## Problem to solve:
Select from the data all lines with the word "Create".

## Stored data:
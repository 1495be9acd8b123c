//! Business Central client.
//!
//! [`BcClient`] owns the HTTP client, the API base URL, the resource timeout
//! and the shared [`TokenProvider`]. Its methods are thin wrappers that feed
//! those settings into the functions in [`crate::endpoints`] and
//! [`crate::probe`].
//!
//! # Submodules
//! - [`builder`]: Client construction and configuration
//! - [`cache`]: Bounded TTL map backing the token cache
//!
//! # What this module does NOT handle:
//! - Holding user inputs between actions (see [`crate::InspectorSession`])
//! - Choosing which URLs to try (see [`crate::catalog`])

pub mod builder;
pub mod cache;

use std::time::Duration;

use bc_config::ClientCredentials;

use crate::auth::{AccessToken, TokenProvider, TokenResult};
use crate::endpoints::{self, AuthGetResponse, GetOptions};
use crate::error::Result;
use crate::probe::{self, EndpointCandidate, ProbeResult};

pub use builder::BcClientBuilder;

/// Business Central REST client.
///
/// Cloning is cheap; clones share the HTTP connection pool and token cache.
#[derive(Debug, Clone)]
pub struct BcClient {
    pub(crate) http: reqwest::Client,
    pub(crate) api_base_url: String,
    pub(crate) timeout: Duration,
    pub(crate) tokens: TokenProvider,
}

impl BcClient {
    /// Create a new client builder.
    pub fn builder() -> BcClientBuilder {
        BcClientBuilder::new()
    }

    pub fn api_base_url(&self) -> &str {
        &self.api_base_url
    }

    pub fn auth_base_url(&self) -> &str {
        self.tokens.auth_base_url()
    }

    /// Timeout applied to resource GET requests.
    pub fn timeout(&self) -> Duration {
        self.timeout
    }

    pub fn token_provider(&self) -> &TokenProvider {
        &self.tokens
    }

    /// Get a (possibly memoized) token for the credentials.
    pub async fn token(&self, credentials: &ClientCredentials) -> TokenResult {
        self.tokens.get_token(credentials).await
    }

    /// Forget the memoized token result for the credentials.
    pub fn invalidate_token(&self, credentials: &ClientCredentials) -> bool {
        self.tokens.invalidate(credentials)
    }

    /// Authenticated GET against an absolute URL.
    pub async fn auth_get(
        &self,
        url: &str,
        token: &AccessToken,
        options: &GetOptions,
    ) -> Result<AuthGetResponse> {
        endpoints::auth_get(&self.http, url, token, options, self.timeout).await
    }

    /// Probe candidates in order; see [`probe::probe_endpoints`].
    pub async fn probe(
        &self,
        token: &AccessToken,
        candidates: &[EndpointCandidate],
    ) -> Result<Option<ProbeResult>> {
        probe::probe_endpoints(&self.http, token, candidates, self.timeout).await
    }
}
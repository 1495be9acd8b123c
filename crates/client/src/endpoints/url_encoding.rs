//! Percent-encoding for values interpolated into Business Central URL paths.
//!
//! Tenant IDs, environment names and company IDs come straight from user input.
//! Encoding them keeps a value like `Sandbox/../x` from changing the request path.
//!
//! # Example
//!
//! ```
//! use bc_client::endpoints::url_encoding::encode_path_segment;
//!
//! assert_eq!(encode_path_segment("My Sandbox"), "My%20Sandbox");
//! ```

use percent_encoding::{AsciiSet, CONTROLS, percent_encode};

/// Characters percent-encoded in a single URL path segment.
///
/// RFC 3986 section 3.3 delimiters plus characters that are unsafe in URLs.
/// Parentheses are left alone so OData keys such as `companies(id)` stay readable.
pub const PATH_SEGMENT_ENCODE_SET: &AsciiSet = &CONTROLS
    .add(b' ')
    .add(b'"')
    .add(b'<')
    .add(b'>')
    .add(b'`')
    .add(b'{')
    .add(b'}')
    .add(b'|')
    .add(b'\\')
    .add(b'^')
    .add(b'%')
    .add(b'/')
    .add(b'?')
    .add(b'#')
    .add(b'+')
    .add(b',')
    .add(b';')
    .add(b'\'')
    .add(b'[')
    .add(b']');

/// Percent-encode a string for use as one URL path segment.
///
/// ```
/// use bc_client::endpoints::url_encoding::encode_path_segment;
///
/// assert_eq!(encode_path_segment("Production"), "Production");
/// assert_eq!(encode_path_segment("a/b"), "a%2Fb");
/// assert_eq!(encode_path_segment("100%"), "100%25");
/// ```
pub fn encode_path_segment(segment: &str) -> String {
    percent_encode(segment.as_bytes(), PATH_SEGMENT_ENCODE_SET).to_string()
}
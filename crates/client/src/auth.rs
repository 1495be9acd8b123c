//! Access tokens and the memoizing token provider.
//!
//! Responsibilities:
//! - Wrap bearer tokens so they never appear in `Debug` output.
//! - Reject incomplete credentials before any network call.
//! - Memoize exchange results (successes and failures) per credential triple
//!   in a bounded [`TtlCache`].
//!
//! Does NOT handle:
//! - The HTTP exchange itself (see [`crate::endpoints::request_token`]).
//! - Token claims or `expires_in`; freshness is governed by the cache TTL only.
//!
//! Invariants:
//! - Clones of a [`TokenProvider`] share one cache.
//! - The cache lock is never held across an `.await`.

use std::hash::{Hash, Hasher};
use std::sync::{Arc, Mutex, MutexGuard, PoisonError};
use std::time::Duration;

use bc_config::ClientCredentials;
use bc_config::constants::{
    TOKEN_CACHE_MAX_ENTRIES, TOKEN_CACHE_TTL_SECS, TOKEN_REQUEST_TIMEOUT_SECS,
};
use secrecy::{ExposeSecret, SecretString};
use tracing::debug;

use crate::client::cache::TtlCache;
use crate::endpoints;
use crate::error::TokenError;

/// Bearer token returned by the identity platform.
#[derive(Debug, Clone)]
pub struct AccessToken(SecretString);

impl AccessToken {
    pub fn new(value: impl Into<String>) -> Self {
        Self(SecretString::new(value.into().into()))
    }

    pub fn expose_secret(&self) -> &str {
        self.0.expose_secret()
    }

    /// True when the endpoint answered 200 without an `access_token` field.
    pub fn is_empty(&self) -> bool {
        self.0.expose_secret().is_empty()
    }
}

impl PartialEq for AccessToken {
    fn eq(&self, other: &Self) -> bool {
        self.expose_secret() == other.expose_secret()
    }
}

impl Eq for AccessToken {}

/// Outcome of a token exchange, as memoized.
pub type TokenResult = std::result::Result<AccessToken, TokenError>;

/// Cache key: the exact credential triple.
#[derive(Clone)]
struct CredentialKey {
    tenant_id: String,
    client_id: String,
    client_secret: SecretString,
}

impl CredentialKey {
    fn from_credentials(credentials: &ClientCredentials) -> Self {
        Self {
            tenant_id: credentials.tenant_id.clone(),
            client_id: credentials.client_id.clone(),
            client_secret: credentials.client_secret.clone(),
        }
    }
}

impl std::fmt::Debug for CredentialKey {
    fn fmt(&self, f: &mut std::fmt::Formatter<'_>) -> std::fmt::Result {
        f.debug_struct("CredentialKey")
            .field("tenant_id", &self.tenant_id)
            .field("client_id", &self.client_id)
            .finish_non_exhaustive()
    }
}

impl PartialEq for CredentialKey {
    fn eq(&self, other: &Self) -> bool {
        self.tenant_id == other.tenant_id
            && self.client_id == other.client_id
            && self.client_secret.expose_secret() == other.client_secret.expose_secret()
    }
}

impl Eq for CredentialKey {}

impl Hash for CredentialKey {
    fn hash<H: Hasher>(&self, state: &mut H) {
        self.tenant_id.hash(state);
        self.client_id.hash(state);
        self.client_secret.expose_secret().hash(state);
    }
}

type TokenCache = TtlCache<CredentialKey, TokenResult>;

/// Exchanges client credentials for access tokens, memoizing the results.
#[derive(Debug, Clone)]
pub struct TokenProvider {
    http: reqwest::Client,
    auth_base_url: String,
    scope: String,
    request_timeout: Duration,
    cache: Arc<Mutex<TokenCache>>,
}

impl TokenProvider {
    /// Create a provider with the default cache policy (60s, 16 entries).
    pub fn new(
        http: reqwest::Client,
        auth_base_url: impl Into<String>,
        scope: impl Into<String>,
    ) -> Self {
        Self {
            http,
            auth_base_url: auth_base_url.into(),
            scope: scope.into(),
            request_timeout: Duration::from_secs(TOKEN_REQUEST_TIMEOUT_SECS),
            cache: Arc::new(Mutex::new(TtlCache::new(
                Duration::from_secs(TOKEN_CACHE_TTL_SECS),
                TOKEN_CACHE_MAX_ENTRIES,
            ))),
        }
    }

    /// Replace the cache with an empty one using the given TTL and capacity.
    pub fn with_cache_policy(mut self, ttl: Duration, capacity: usize) -> Self {
        self.cache = Arc::new(Mutex::new(TtlCache::new(ttl, capacity)));
        self
    }

    /// Override the token request timeout (30s by default).
    pub fn with_request_timeout(mut self, timeout: Duration) -> Self {
        self.request_timeout = timeout;
        self
    }

    pub fn auth_base_url(&self) -> &str {
        &self.auth_base_url
    }

    pub fn scope(&self) -> &str {
        &self.scope
    }

    fn lock_cache(&self) -> MutexGuard<'_, TokenCache> {
        self.cache.lock().unwrap_or_else(PoisonError::into_inner)
    }

    /// Get a token for the credentials.
    ///
    /// Incomplete credentials fail with [`TokenError::MissingCredentials`]
    /// without a network call. Otherwise a live cached result is returned
    /// as-is, or the exchange is performed and its result (success or
    /// failure) cached.
    pub async fn get_token(&self, credentials: &ClientCredentials) -> TokenResult {
        if !credentials.is_complete() {
            debug!("Token requested with incomplete credentials");
            return Err(TokenError::MissingCredentials);
        }

        let key = CredentialKey::from_credentials(credentials);
        let cached = self.lock_cache().get(&key);
        if let Some(cached) = cached {
            debug!(ok = cached.is_ok(), "Token served from cache");
            return cached;
        }

        let result = endpoints::request_token(
            &self.http,
            &self.auth_base_url,
            credentials,
            &self.scope,
            self.request_timeout,
        )
        .await;

        self.lock_cache().insert(key, result.clone());
        result
    }

    /// Drop the cached result for one credential triple.
    ///
    /// Returns true if an entry was removed.
    pub fn invalidate(&self, credentials: &ClientCredentials) -> bool {
        let key = CredentialKey::from_credentials(credentials);
        let removed = self.lock_cache().remove(&key).is_some();
        debug!(removed, "Token cache entry invalidated");
        removed
    }

    /// Drop every cached result.
    pub fn clear_cache(&self) {
        self.lock_cache().clear();
    }

    /// Number of cached results, expired ones included until purged.
    pub fn cached_entries(&self) -> usize {
        self.lock_cache().len()
    }

    /// How long results are memoized and how many credential triples are kept.
    pub fn cache_policy(&self) -> (Duration, usize) {
        let cache = self.lock_cache();
        (cache.ttl(), cache.capacity())
    }
}
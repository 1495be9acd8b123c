//! Environment variable parsing for configuration.
//!
//! Responsibilities:
//! - Read and parse `BC_*` environment variables.
//! - Apply environment variable values to a ConfigLoader instance.
//! - Provide a helper for reading env vars with empty/whitespace filtering.
//!
//! Does NOT handle:
//! - Building the final Config (see builder.rs).
//! - .env file loading (handled by ConfigLoader::load_dotenv).
//!
//! Invariants:
//! - Empty or whitespace-only environment variables are treated as unset.
//! - Returned values are trimmed, except the client secret which is read verbatim.
//! - Invalid numeric values return ConfigError::InvalidValue.

use std::time::Duration;

use super::builder::ConfigLoader;
use super::error::ConfigError;

pub const ENV_TENANT_ID: &str = "BC_TENANT_ID";
pub const ENV_CLIENT_ID: &str = "BC_CLIENT_ID";
pub const ENV_CLIENT_SECRET: &str = "BC_CLIENT_SECRET";
pub const ENV_TARGET_TENANT: &str = "BC_TARGET_TENANT";
pub const ENV_ENVIRONMENT: &str = "BC_ENVIRONMENT";
pub const ENV_TIMEOUT: &str = "BC_TIMEOUT";
pub const ENV_AUTH_BASE_URL: &str = "BC_AUTH_BASE_URL";
pub const ENV_API_BASE_URL: &str = "BC_API_BASE_URL";

/// Read an environment variable, returning None if unset, empty, or whitespace-only.
/// Returns the trimmed value (leading/trailing whitespace removed) if present.
pub fn env_var_or_none(key: &str) -> Option<String> {
    std::env::var(key).ok().and_then(|s| {
        let trimmed = s.trim();
        if trimmed.is_empty() {
            None
        } else if trimmed.len() == s.len() {
            Some(s)
        } else {
            Some(trimmed.to_string())
        }
    })
}

/// Apply environment variable configuration to the loader.
pub fn apply_env(loader: &mut ConfigLoader) -> Result<(), ConfigError> {
    if let Some(tenant) = env_var_or_none(ENV_TENANT_ID) {
        loader.set_tenant_id(Some(tenant));
    }
    if let Some(client_id) = env_var_or_none(ENV_CLIENT_ID) {
        loader.set_client_id(Some(client_id));
    }
    // Secrets may legitimately carry surrounding whitespace.
    if let Ok(secret) = std::env::var(ENV_CLIENT_SECRET)
        && !secret.is_empty()
    {
        loader.set_client_secret(Some(secret));
    }
    if let Some(bc_tenant) = env_var_or_none(ENV_TARGET_TENANT) {
        loader.set_bc_tenant(Some(bc_tenant));
    }
    if let Some(environment) = env_var_or_none(ENV_ENVIRONMENT) {
        loader.set_environment(Some(environment));
    }
    if let Some(timeout) = env_var_or_none(ENV_TIMEOUT) {
        let secs: u64 = timeout.parse().map_err(|_| ConfigError::InvalidValue {
            var: ENV_TIMEOUT.to_string(),
            message: "must be a number".to_string(),
        })?;
        loader.set_timeout(Some(Duration::from_secs(secs)));
    }
    if let Some(url) = env_var_or_none(ENV_AUTH_BASE_URL) {
        loader.set_auth_base_url(Some(url));
    }
    if let Some(url) = env_var_or_none(ENV_API_BASE_URL) {
        loader.set_api_base_url(Some(url));
    }

    Ok(())
}
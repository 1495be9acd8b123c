//! Output formatting for command results.
//!
//! Responsibilities:
//! - Render tokens, probe results, raw responses and configuration as JSON or text.
//! - Summarize OData `value` collections in text mode.
//!
//! Does NOT handle:
//! - Writing to stdout (callers print the returned string).
//!
//! Invariants:
//! - Tokens are masked unless the caller explicitly asks to reveal them.
//! - JSON output is always pretty-printed and newline-terminated.

use anyhow::Result;
use bc_client::{AccessToken, AuthGetResponse, ProbeResult, ResponseBody};
use bc_config::{Config, SECRET_MASK};
use clap::ValueEnum;
use serde::Serialize;
use serde_json::{Map, Value};

/// Output format selected with `--output`.
#[derive(Debug, Clone, Copy, PartialEq, Eq, ValueEnum)]
pub enum OutputFormat {
    Json,
    Text,
}

/// Fields tried, in order, to name an item of an OData collection.
const NAME_FIELDS: &[&str] = &["displayName", "friendlyName", "name", "id"];

fn to_pretty_json<T: Serialize>(value: &T) -> Result<String> {
    let mut output = serde_json::to_string_pretty(value)?;
    output.push('\n');
    Ok(output)
}

#[derive(Serialize)]
struct TokenOutput<'a> {
    status: &'static str,
    token: &'a str,
    length: usize,
}

pub fn format_token(token: &AccessToken, show: bool, format: OutputFormat) -> Result<String> {
    let shown = if show { token.expose_secret() } else { SECRET_MASK };

    match format {
        OutputFormat::Json => to_pretty_json(&TokenOutput {
            status: "acquired",
            token: shown,
            length: token.expose_secret().len(),
        }),
        OutputFormat::Text => {
            let mut output = String::from("Token acquired.\n");
            if show {
                output.push_str(shown);
                output.push('\n');
            }
            Ok(output)
        }
    }
}

/// Display name of one collection item, if it has a recognizable field.
fn item_name(item: &Value) -> Option<&str> {
    NAME_FIELDS
        .iter()
        .find_map(|field| item.get(field).and_then(Value::as_str))
        .filter(|name| !name.is_empty())
}

/// Text rendering of a response body: a bullet list for OData collections,
/// the pretty body otherwise.
fn summarize_body(body: &ResponseBody) -> String {
    let items = body
        .as_json()
        .and_then(|json| json.get("value"))
        .and_then(Value::as_array);

    let Some(items) = items else {
        let mut output = body.to_pretty_string();
        if !output.ends_with('\n') {
            output.push('\n');
        }
        return output;
    };

    let mut output = format!("{} item(s)\n", items.len());
    for item in items {
        match (item_name(item), item.get("id").and_then(Value::as_str)) {
            (Some(name), Some(id)) if name != id => {
                output.push_str(&format!("- {name} ({id})\n"));
            }
            (Some(name), _) => output.push_str(&format!("- {name}\n")),
            (None, _) => output.push_str(&format!("- {item}\n")),
        }
    }
    output
}

pub fn format_probe(result: &ProbeResult, format: OutputFormat) -> Result<String> {
    match format {
        OutputFormat::Json => to_pretty_json(result),
        OutputFormat::Text => Ok(format!(
            "Found via {} (HTTP {})\nURL: {}\n\n{}",
            result.label,
            result.status,
            result.url,
            summarize_body(&result.data)
        )),
    }
}

#[derive(Serialize)]
struct ResponseOutput<'a> {
    status: u16,
    headers: Map<String, Value>,
    body: &'a ResponseBody,
}

/// Header map as a JSON object. Repeated headers are joined with ", ".
fn headers_to_json(response: &AuthGetResponse) -> Map<String, Value> {
    response
        .headers
        .keys()
        .map(|name| {
            let joined = response
                .headers
                .get_all(name)
                .iter()
                .map(|value| String::from_utf8_lossy(value.as_bytes()).into_owned())
                .collect::<Vec<_>>()
                .join(", ");
            (name.as_str().to_string(), Value::String(joined))
        })
        .collect()
}

pub fn format_response(response: &AuthGetResponse, format: OutputFormat) -> Result<String> {
    match format {
        OutputFormat::Json => {
            to_pretty_json(&ResponseOutput {
                status: response.status,
                headers: headers_to_json(response),
                body: &response.body,
            })
        }
        OutputFormat::Text => Ok(format!(
            "HTTP {}\n\n{}",
            response.status,
            summarize_body(&response.body)
        )),
    }
}

pub fn format_config(config: &Config, format: OutputFormat) -> Result<String> {
    match format {
        OutputFormat::Json => to_pretty_json(config),
        OutputFormat::Text => {
            let secret = if config.auth.has_secret() { SECRET_MASK } else { "" };
            Ok(format!(
                "Tenant ID:      {}\nClient ID:      {}\nClient secret:  {}\nBC tenant:      {}\nEnvironment:    {}\nTimeout:        {}s\nAuth base URL:  {}\nAPI base URL:   {}\n",
                config.auth.tenant_id,
                config.auth.client_id,
                secret,
                config.target.resolved_tenant(&config.auth.tenant_id),
                config.target.environment,
                config.connection.timeout.as_secs(),
                config.connection.auth_base_url,
                config.connection.api_base_url,
            ))
        }
    }
}

#[cfg(test)]
mod tests {
    use super::*;
    use serde_json::json;

    fn probe_result(data: ResponseBody) -> ProbeResult {
        ProbeResult {
            label: "API v2.0 companies".to_string(),
            url: "https://api.example.com/v2.0/t/Production/api/v2.0/companies".to_string(),
            status: 200,
            data,
        }
    }

    #[test]
    fn test_token_masked_by_default() {
        let token = AccessToken::new("eyJ0eXAi.payload.sig");
        let output = format_token(&token, false, OutputFormat::Json).unwrap();
        let json: Value = serde_json::from_str(&output).unwrap();

        assert_eq!(json["status"], "acquired");
        assert_eq!(json["token"], SECRET_MASK);
        assert_eq!(json["length"], 20);
        assert!(!output.contains("payload"));
    }

    #[test]
    fn test_token_shown_on_request() {
        let token = AccessToken::new("eyJ0eXAi.payload.sig");
        let output = format_token(&token, true, OutputFormat::Text).unwrap();
        assert_eq!(output, "Token acquired.\neyJ0eXAi.payload.sig\n");
    }

    #[test]
    fn test_probe_text_lists_collection_items() {
        let result = probe_result(ResponseBody::Json(json!({
            "value": [
                {"id": "c1", "name": "CRONUS", "displayName": "CRONUS USA, Inc."},
                {"id": "c2", "name": "My Company"},
                {"id": "c3"}
            ]
        })));
        let output = format_probe(&result, OutputFormat::Text).unwrap();

        assert!(output.starts_with("Found via API v2.0 companies (HTTP 200)\n"));
        assert!(output.contains("3 item(s)\n"));
        assert!(output.contains("- CRONUS USA, Inc. (c1)\n"));
        assert!(output.contains("- My Company (c2)\n"));
        assert!(output.contains("- c3\n"));
    }

    #[test]
    fn test_probe_text_falls_back_to_raw_body() {
        let result = probe_result(ResponseBody::Text("not json".to_string()));
        let output = format_probe(&result, OutputFormat::Text).unwrap();
        assert!(output.ends_with("\n\nnot json\n"));
    }

    #[test]
    fn test_probe_json_shape() {
        let result = probe_result(ResponseBody::Json(json!({"value": []})));
        let json: Value =
            serde_json::from_str(&format_probe(&result, OutputFormat::Json).unwrap()).unwrap();

        assert_eq!(json["label"], "API v2.0 companies");
        assert_eq!(json["status"], 200);
        assert_eq!(json["data"], json!({"value": []}));
    }

    #[test]
    fn test_response_text_and_json() {
        let response = AuthGetResponse {
            status: 404,
            body: ResponseBody::Json(json!({"error": {"code": "NotFound"}})),
            headers: Default::default(),
        };

        let text = format_response(&response, OutputFormat::Text).unwrap();
        assert!(text.starts_with("HTTP 404\n\n"));
        assert!(text.contains("\"NotFound\""));

        let json: Value =
            serde_json::from_str(&format_response(&response, OutputFormat::Json).unwrap()).unwrap();
        assert_eq!(json["status"], 404);
        assert_eq!(json["headers"], json!({}));
        assert_eq!(json["body"]["error"]["code"], "NotFound");
    }

    #[test]
    fn test_config_text_masks_secret() {
        let mut config = Config::default();
        config.auth = bc_config::ClientCredentials::new("dir", "app", "hunter2");
        let output = format_config(&config, OutputFormat::Text).unwrap();

        assert!(output.contains("Client secret:  ********"));
        assert!(output.contains("BC tenant:      dir"));
        assert!(!output.contains("hunter2"));
    }
}
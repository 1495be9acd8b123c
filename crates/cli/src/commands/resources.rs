//! Listing commands: environments, companies and installed apps.
//!
//! Responsibilities:
//! - Map each listing subcommand to its `InspectorSession` action.
//! - Print the first successful candidate, or fail with [`NothingFound`].
//!
//! Does NOT handle:
//! - Candidate URL construction (see `bc_client::catalog`).

use anyhow::{Context, Result};
use bc_client::{Action, ActionOutcome, InspectorSession};
use tracing::info;

use crate::error::NothingFound;
use crate::formatters::{OutputFormat, format_probe};

/// What to list.
#[derive(Debug, Clone)]
pub enum Listing {
    Environments,
    Companies,
    InstalledApps { company_id: Option<String> },
}

impl Listing {
    fn action(self) -> Action {
        match self {
            Listing::Environments => Action::ListEnvironments,
            Listing::Companies => Action::ListCompanies,
            Listing::InstalledApps { company_id } => Action::ListInstalledApps { company_id },
        }
    }

    fn description(&self) -> &'static str {
        match self {
            Listing::Environments => "environments",
            Listing::Companies => "companies",
            Listing::InstalledApps { .. } => "installed apps",
        }
    }
}

pub async fn run(
    mut session: InspectorSession,
    listing: Listing,
    format: OutputFormat,
) -> Result<()> {
    let description = listing.description();
    info!("Listing {}...", description);

    let outcome = session
        .handle(listing.action())
        .await
        .with_context(|| format!("Failed to list {description}"))?;

    match outcome {
        ActionOutcome::Found(found) => {
            print!("{}", format_probe(&found, format)?);
            Ok(())
        }
        ActionOutcome::NothingFound { what } => Err(NothingFound { what }.into()),
        _ => anyhow::bail!("Unexpected outcome while listing {description}"),
    }
}
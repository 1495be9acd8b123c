//! Authenticated GET helper.
//!
//! This module is responsible for:
//! - Attaching the bearer token and `Accept: application/json` to a GET request
//! - Letting caller-supplied headers override those defaults
//! - Decoding the body as JSON, falling back to the raw text
//!
//! # What this module does NOT handle:
//! - Retries (a single attempt is made)
//! - Treating non-2xx statuses as errors (the status is returned to the caller)
//!
//! # Invariants
//! - The `Authorization` header value is marked sensitive
//! - A body that is not valid JSON is returned unmodified as [`ResponseBody::Text`]

use std::fmt;
use std::time::Duration;

use reqwest::header::{ACCEPT, AUTHORIZATION, HeaderMap, HeaderName, HeaderValue};
use reqwest::{Client, Url};
use serde::Serialize;
use serde_json::Value;
use tracing::debug;

use crate::auth::AccessToken;
use crate::error::{ClientError, Result};

/// Decoded response body.
#[derive(Debug, Clone, PartialEq, Serialize)]
#[serde(untagged)]
pub enum ResponseBody {
    /// The body parsed as JSON.
    Json(Value),
    /// The raw body, when it is not valid JSON.
    Text(String),
}

impl ResponseBody {
    /// Decode a body, trying JSON first.
    pub fn decode(text: String) -> Self {
        match serde_json::from_str(&text) {
            Ok(value) => Self::Json(value),
            Err(_) => Self::Text(text),
        }
    }

    pub fn as_json(&self) -> Option<&Value> {
        match self {
            Self::Json(value) => Some(value),
            Self::Text(_) => None,
        }
    }

    /// Pretty-printed JSON, or the raw text as-is.
    pub fn to_pretty_string(&self) -> String {
        match self {
            Self::Json(value) => {
                serde_json::to_string_pretty(value).unwrap_or_else(|_| value.to_string())
            }
            Self::Text(text) => text.clone(),
        }
    }
}

impl fmt::Display for ResponseBody {
    fn fmt(&self, f: &mut fmt::Formatter<'_>) -> fmt::Result {
        match self {
            Self::Json(value) => write!(f, "{value}"),
            Self::Text(text) => f.write_str(text),
        }
    }
}

/// Status, decoded body and headers of an authenticated GET.
#[derive(Debug, Clone)]
pub struct AuthGetResponse {
    pub status: u16,
    pub body: ResponseBody,
    pub headers: HeaderMap,
}

impl AuthGetResponse {
    /// True for statuses in `[200, 300)`.
    pub fn is_success(&self) -> bool {
        (200..300).contains(&self.status)
    }
}

/// Optional extra headers and query parameters for [`auth_get`].
#[derive(Debug, Clone, Default)]
pub struct GetOptions {
    pub headers: Vec<(String, String)>,
    pub query: Vec<(String, String)>,
}

impl GetOptions {
    pub fn new() -> Self {
        Self::default()
    }

    /// Add a header. It replaces a default header of the same name.
    pub fn header(mut self, name: impl Into<String>, value: impl Into<String>) -> Self {
        self.headers.push((name.into(), value.into()));
        self
    }

    /// Add a query parameter.
    pub fn query(mut self, name: impl Into<String>, value: impl Into<String>) -> Self {
        self.query.push((name.into(), value.into()));
        self
    }
}

fn build_headers(token: &AccessToken, extra: &[(String, String)]) -> Result<HeaderMap> {
    let mut headers = HeaderMap::new();

    let mut bearer = HeaderValue::from_str(&format!("Bearer {}", token.expose_secret()))
        .map_err(|_| ClientError::InvalidHeader("Authorization".to_string()))?;
    bearer.set_sensitive(true);
    headers.insert(AUTHORIZATION, bearer);
    headers.insert(ACCEPT, HeaderValue::from_static("application/json"));

    for (name, value) in extra {
        let header_name = HeaderName::from_bytes(name.as_bytes())
            .map_err(|e| ClientError::InvalidHeader(format!("{name}: {e}")))?;
        let header_value = HeaderValue::from_str(value)
            .map_err(|e| ClientError::InvalidHeader(format!("{name}: {e}")))?;
        headers.insert(header_name, header_value);
    }

    Ok(headers)
}

/// Issue an authenticated GET request.
///
/// Any HTTP status is returned as data. Transport failures surface as
/// [`ClientError::Timeout`] or [`ClientError::HttpError`].
pub async fn auth_get(
    client: &Client,
    url: &str,
    token: &AccessToken,
    options: &GetOptions,
    timeout: Duration,
) -> Result<AuthGetResponse> {
    let parsed = Url::parse(url).map_err(|e| ClientError::InvalidUrl(format!("{url}: {e}")))?;
    let headers = build_headers(token, &options.headers)?;

    debug!(url = %parsed, "GET");

    let mut builder = client.get(parsed).headers(headers).timeout(timeout);
    if !options.query.is_empty() {
        builder = builder.query(&options.query);
    }

    let response = builder
        .send()
        .await
        .map_err(|e| ClientError::from_transport(e, timeout))?;

    let status = response.status().as_u16();
    let headers = response.headers().clone();
    let text = response
        .text()
        .await
        .map_err(|e| ClientError::from_transport(e, timeout))?;

    debug!(status, bytes = text.len(), "GET completed");

    Ok(AuthGetResponse {
        status,
        body: ResponseBody::decode(text),
        headers,
    })
}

## Final answer:
    /// Create a new client builder.
    /// Create a provider with the default cache policy (60s, 16 entries).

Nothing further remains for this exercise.